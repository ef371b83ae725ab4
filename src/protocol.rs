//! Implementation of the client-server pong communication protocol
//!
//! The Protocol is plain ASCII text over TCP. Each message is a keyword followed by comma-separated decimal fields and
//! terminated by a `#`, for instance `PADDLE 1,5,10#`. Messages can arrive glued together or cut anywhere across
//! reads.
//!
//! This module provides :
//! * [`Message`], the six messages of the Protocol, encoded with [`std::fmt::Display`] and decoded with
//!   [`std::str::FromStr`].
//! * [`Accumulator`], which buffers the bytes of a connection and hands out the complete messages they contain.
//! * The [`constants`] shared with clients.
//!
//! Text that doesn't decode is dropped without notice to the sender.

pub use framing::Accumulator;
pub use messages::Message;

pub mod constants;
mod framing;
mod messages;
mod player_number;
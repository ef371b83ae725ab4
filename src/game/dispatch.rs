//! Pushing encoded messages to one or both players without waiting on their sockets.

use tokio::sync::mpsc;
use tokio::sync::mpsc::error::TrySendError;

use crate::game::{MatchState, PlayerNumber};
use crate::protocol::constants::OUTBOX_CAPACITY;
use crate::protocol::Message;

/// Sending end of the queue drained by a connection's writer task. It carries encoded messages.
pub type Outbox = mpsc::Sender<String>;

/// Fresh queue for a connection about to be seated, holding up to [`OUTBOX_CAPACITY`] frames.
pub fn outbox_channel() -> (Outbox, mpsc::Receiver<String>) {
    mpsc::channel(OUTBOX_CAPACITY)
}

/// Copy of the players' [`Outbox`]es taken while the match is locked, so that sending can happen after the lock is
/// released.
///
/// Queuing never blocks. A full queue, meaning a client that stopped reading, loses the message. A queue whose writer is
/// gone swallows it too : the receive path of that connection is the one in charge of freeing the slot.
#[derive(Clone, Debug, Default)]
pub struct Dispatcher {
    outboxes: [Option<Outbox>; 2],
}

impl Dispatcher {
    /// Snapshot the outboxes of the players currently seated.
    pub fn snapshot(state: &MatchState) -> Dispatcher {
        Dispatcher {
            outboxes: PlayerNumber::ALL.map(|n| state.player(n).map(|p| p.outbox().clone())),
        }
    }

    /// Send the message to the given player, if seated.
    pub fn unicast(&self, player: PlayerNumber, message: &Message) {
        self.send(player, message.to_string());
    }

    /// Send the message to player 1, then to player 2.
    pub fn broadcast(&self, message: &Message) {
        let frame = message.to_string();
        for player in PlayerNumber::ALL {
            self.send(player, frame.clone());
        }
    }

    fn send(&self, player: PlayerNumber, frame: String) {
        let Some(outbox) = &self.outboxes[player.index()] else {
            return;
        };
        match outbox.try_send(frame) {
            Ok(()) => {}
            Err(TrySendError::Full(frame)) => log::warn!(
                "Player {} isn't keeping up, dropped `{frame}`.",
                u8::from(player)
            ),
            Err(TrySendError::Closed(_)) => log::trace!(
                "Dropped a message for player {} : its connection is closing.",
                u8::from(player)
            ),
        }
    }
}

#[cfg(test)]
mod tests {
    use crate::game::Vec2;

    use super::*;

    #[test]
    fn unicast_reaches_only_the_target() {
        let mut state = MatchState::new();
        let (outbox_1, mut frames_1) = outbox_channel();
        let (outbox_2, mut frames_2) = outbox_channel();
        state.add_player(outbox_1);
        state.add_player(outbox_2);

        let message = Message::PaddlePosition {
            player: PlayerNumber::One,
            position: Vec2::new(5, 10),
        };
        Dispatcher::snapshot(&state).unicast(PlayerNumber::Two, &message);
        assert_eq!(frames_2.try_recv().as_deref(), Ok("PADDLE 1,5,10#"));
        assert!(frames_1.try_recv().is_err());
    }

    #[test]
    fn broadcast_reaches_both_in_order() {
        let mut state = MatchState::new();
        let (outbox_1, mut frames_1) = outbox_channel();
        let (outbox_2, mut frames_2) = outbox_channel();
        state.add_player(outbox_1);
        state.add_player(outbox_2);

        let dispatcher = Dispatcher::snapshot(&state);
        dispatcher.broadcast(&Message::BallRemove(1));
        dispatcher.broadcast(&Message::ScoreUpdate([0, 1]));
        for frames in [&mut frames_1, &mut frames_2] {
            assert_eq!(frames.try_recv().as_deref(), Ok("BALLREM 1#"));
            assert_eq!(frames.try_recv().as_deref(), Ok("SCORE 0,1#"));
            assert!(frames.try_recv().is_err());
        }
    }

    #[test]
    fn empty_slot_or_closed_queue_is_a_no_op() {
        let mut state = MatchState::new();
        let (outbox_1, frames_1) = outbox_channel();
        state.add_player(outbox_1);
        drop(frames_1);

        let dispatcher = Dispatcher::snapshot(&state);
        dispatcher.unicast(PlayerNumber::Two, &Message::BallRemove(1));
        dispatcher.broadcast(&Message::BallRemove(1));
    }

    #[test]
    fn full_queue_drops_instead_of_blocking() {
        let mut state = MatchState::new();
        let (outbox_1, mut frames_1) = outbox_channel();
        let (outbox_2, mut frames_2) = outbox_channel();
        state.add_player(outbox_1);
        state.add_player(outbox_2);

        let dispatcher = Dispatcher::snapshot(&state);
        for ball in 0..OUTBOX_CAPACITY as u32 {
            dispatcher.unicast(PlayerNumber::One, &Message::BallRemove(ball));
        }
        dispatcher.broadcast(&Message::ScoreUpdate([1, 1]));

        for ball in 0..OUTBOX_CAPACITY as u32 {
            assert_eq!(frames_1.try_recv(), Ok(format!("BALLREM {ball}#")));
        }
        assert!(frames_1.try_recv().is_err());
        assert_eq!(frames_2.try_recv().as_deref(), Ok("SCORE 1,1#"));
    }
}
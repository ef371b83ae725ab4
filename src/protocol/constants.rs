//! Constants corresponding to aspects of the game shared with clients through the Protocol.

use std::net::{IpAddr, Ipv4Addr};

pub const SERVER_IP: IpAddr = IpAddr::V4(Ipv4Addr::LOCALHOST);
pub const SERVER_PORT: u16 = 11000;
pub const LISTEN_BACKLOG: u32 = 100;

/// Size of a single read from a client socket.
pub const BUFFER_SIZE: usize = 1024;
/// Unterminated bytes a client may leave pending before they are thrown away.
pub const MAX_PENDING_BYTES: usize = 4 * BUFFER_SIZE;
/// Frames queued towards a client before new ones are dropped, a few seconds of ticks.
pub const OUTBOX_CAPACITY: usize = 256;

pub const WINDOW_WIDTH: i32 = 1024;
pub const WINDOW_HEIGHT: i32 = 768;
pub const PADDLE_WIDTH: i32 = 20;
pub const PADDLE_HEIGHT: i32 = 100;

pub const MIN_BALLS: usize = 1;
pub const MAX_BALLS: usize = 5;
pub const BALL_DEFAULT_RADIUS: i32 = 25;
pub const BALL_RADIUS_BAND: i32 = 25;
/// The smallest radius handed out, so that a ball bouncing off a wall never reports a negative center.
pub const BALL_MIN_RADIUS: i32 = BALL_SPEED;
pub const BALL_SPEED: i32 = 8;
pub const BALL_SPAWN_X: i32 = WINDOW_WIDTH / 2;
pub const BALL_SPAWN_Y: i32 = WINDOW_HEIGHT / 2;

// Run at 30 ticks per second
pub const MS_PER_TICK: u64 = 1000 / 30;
■ ■ ■ ■ ■ ■ ■
• **YOUR ASSIGNMENT**: Every entry must appear in the answer exactly as written.

• **SOLUTION TO THIS PROBLEM**:
repository ef371b83ae725ab4
filename src/protocol.rs
//! Implementation of the client-server pong communication protocol
//!
//! The Protocol is plain ASCII text over TCP. Each message is a keyword followed by comma-separated decimal fields and
//! terminated by a `#`, for instance `PADDLE 1,5,10#`. Messages can arrive glued together or cut anywhere across
//! reads.
//!
//! This module provides :
//! * [`Message`], the six messages of the Protocol, encoded with [`std::fmt::Display`] and decoded with
//!   [`std::str::FromStr`].
//! * [`Accumulator`], which buffers the bytes of a connection and hands out the complete messages they contain.
//! * The [`constants`] shared with clients.
//!
//! Text that doesn't decode is dropped without notice to the sender.

pub use framing::Accumulator;
pub use messages::Message;

pub mod constants;
mod framing;
mod messages;
mod player_number;
repository ef371b83ae725ab4
filename src/game/dispatch.rs
//! Pushing encoded messages to one or both players without waiting on their sockets.

use tokio::sync::mpsc;
use tokio::sync::mpsc::error::TrySendError;

use crate::game::{MatchState, PlayerNumber};
use crate::protocol::constants::OUTBOX_CAPACITY;
use crate::protocol::Message;

/// Sending end of the queue drained by a connection's writer task. It carries encoded messages.
pub type Outbox = mpsc::Sender<String>;

/// Fresh queue for a connection about to be seated, holding up to [`OUTBOX_CAPACITY`] frames.
pub fn outbox_channel() -> (Outbox, mpsc::Receiver<String>) {
    mpsc::channel(OUTBOX_CAPACITY)
}

/// Copy of the players' [`Outbox`]es taken while the match is locked, so that sending can happen after the lock is
/// released.
///
/// Queuing never blocks. A full queue, meaning a client that stopped reading, loses the message. A queue whose writer is
/// gone swallows it too : the receive path of that connection is the one in charge of freeing the slot.
#[derive(Clone, Debug, Default)]
pub struct Dispatcher {
    outboxes: [Option<Outbox>; 2],
}

impl Dispatcher {
    /// Snapshot the outboxes of the players currently seated.
    pub fn snapshot(state: &MatchState) -> Dispatcher {
        Dispatcher {
            outboxes: PlayerNumber::ALL.map(|n| state.player(n).map(|p| p.outbox().clone())),
        }
    }

    /// Send the message to the given player, if seated.
    pub fn unicast(&self, player: PlayerNumber, message: &Message) {
        self.send(player, message.to_string());
    }

    /// Send the message to player 1, then to player 2.
    pub fn broadcast(&self, message: &Message) {
        let frame = message.to_string();
        for player in PlayerNumber::ALL {
            self.send(player, frame.clone());
        }
    }

    fn send(&self, player: PlayerNumber, frame: String) {
        let Some(outbox) = &self.outboxes[player.index()] else {
            return;
        };
        match outbox.try_send(frame) {
            Ok(()) => {}
            Err(TrySendError::Full(frame)) => log::warn!(
                "Player {} isn't keeping up, dropped `{frame}`.",
                u8::from(player)
            ),
            Err(TrySendError::Closed(_)) => log::trace!(
                "Dropped a message for player {} : its connection is closing.",
                u8::from(player)
            ),
        }
    }
}

#[cfg(test)]
mod tests {
    use crate::game::Vec2;

    use super::*;

    #[test]
    fn unicast_reaches_only_the_target() {
        let mut state = MatchState::new();
        let (outbox_1, mut frames_1) = outbox_channel();
        let (outbox_2, mut frames_2) = outbox_channel();
        state.add_player(outbox_1);
        state.add_player(outbox_2);

        let message = Message::PaddlePosition {
            player: PlayerNumber::One,
            position: Vec2::new(5, 10),
        };
        Dispatcher::snapshot(&state).unicast(PlayerNumber::Two, &message);
        assert_eq!(frames_2.try_recv().as_deref(), Ok("PADDLE 1,5,10#"));
        assert!(frames_1.try_recv().is_err());
    }

    #[test]
    fn broadcast_reaches_both_in_order() {
        let mut state = MatchState::new();
        let (outbox_1, mut frames_1) = outbox_channel();
        let (outbox_2, mut frames_2) = outbox_channel();
        state.add_player(outbox_1);
        state.add_player(outbox_2);

        let dispatcher = Dispatcher::snapshot(&state);
        dispatcher.broadcast(&Message::BallRemove(1));
        dispatcher.broadcast(&Message::ScoreUpdate([0, 1]));
        for frames in [&mut frames_1, &mut frames_2] {
            assert_eq!(frames.try_recv().as_deref(), Ok("BALLREM 1#"));
            assert_eq!(frames.try_recv().as_deref(), Ok("SCORE 0,1#"));
            assert!(frames.try_recv().is_err());
        }
    }

    #[test]
    fn empty_slot_or_closed_queue_is_a_no_op() {
        let mut state = MatchState::new();
        let (outbox_1, frames_1) = outbox_channel();
        state.add_player(outbox_1);
        drop(frames_1);

        let dispatcher = Dispatcher::snapshot(&state);
        dispatcher.unicast(PlayerNumber::Two, &Message::BallRemove(1));
        dispatcher.broadcast(&Message::BallRemove(1));
    }

    #[test]
    fn full_queue_drops_instead_of_blocking() {
        let mut state = MatchState::new();
        let (outbox_1, mut frames_1) = outbox_channel();
        let (outbox_2, mut frames_2) = outbox_channel();
        state.add_player(outbox_1);
        state.add_player(outbox_2);

        let dispatcher = Dispatcher::snapshot(&state);
        for ball in 0..OUTBOX_CAPACITY as u32 {
            dispatcher.unicast(PlayerNumber::One, &Message::BallRemove(ball));
        }
        dispatcher.broadcast(&Message::ScoreUpdate([1, 1]));

        for ball in 0..OUTBOX_CAPACITY as u32 {
            assert_eq!(frames_1.try_recv(), Ok(format!("BALLREM {ball}#")));
        }
        assert!(frames_1.try_recv().is_err());
        assert_eq!(frames_2.try_recv().as_deref(), Ok("SCORE 1,1#"));
    }
}
repository ef371b83ae725ab4
filename src/protocol/constants.rs
//! Constants corresponding to aspects of the game shared with clients through the Protocol.

use std::net::{IpAddr, Ipv4Addr};

pub const SERVER_IP: IpAddr = IpAddr::V4(Ipv4Addr::LOCALHOST);
pub const SERVER_PORT: u16 = 11000;
pub const LISTEN_BACKLOG: u32 = 100;

/// Size of a single read from a client socket.
pub const BUFFER_SIZE: usize = 1024;
/// Unterminated bytes a client may leave pending before they are thrown away.
pub const MAX_PENDING_BYTES: usize = 4 * BUFFER_SIZE;
/// Frames queued towards a client before new ones are dropped, a few seconds of ticks.
pub const OUTBOX_CAPACITY: usize = 256;

pub const WINDOW_WIDTH: i32 = 1024;
pub const WINDOW_HEIGHT: i32 = 768;
pub const PADDLE_WIDTH: i32 = 20;
pub const PADDLE_HEIGHT: i32 = 100;

pub const MIN_BALLS: usize = 1;
pub const MAX_BALLS: usize = 5;
pub const BALL_DEFAULT_RADIUS: i32 = 25;
pub const BALL_RADIUS_BAND: i32 = 25;
/// The smallest radius handed out, so that a ball bouncing off a wall never reports a negative center.
pub const BALL_MIN_RADIUS: i32 = BALL_SPEED;
pub const BALL_SPEED: i32 = 8;
pub const BALL_SPAWN_X: i32 = WINDOW_WIDTH / 2;
pub const BALL_SPAWN_Y: i32 = WINDOW_HEIGHT / 2;

// Run at 30 ticks per second
pub const MS_PER_TICK: u64 = 1000 / 30;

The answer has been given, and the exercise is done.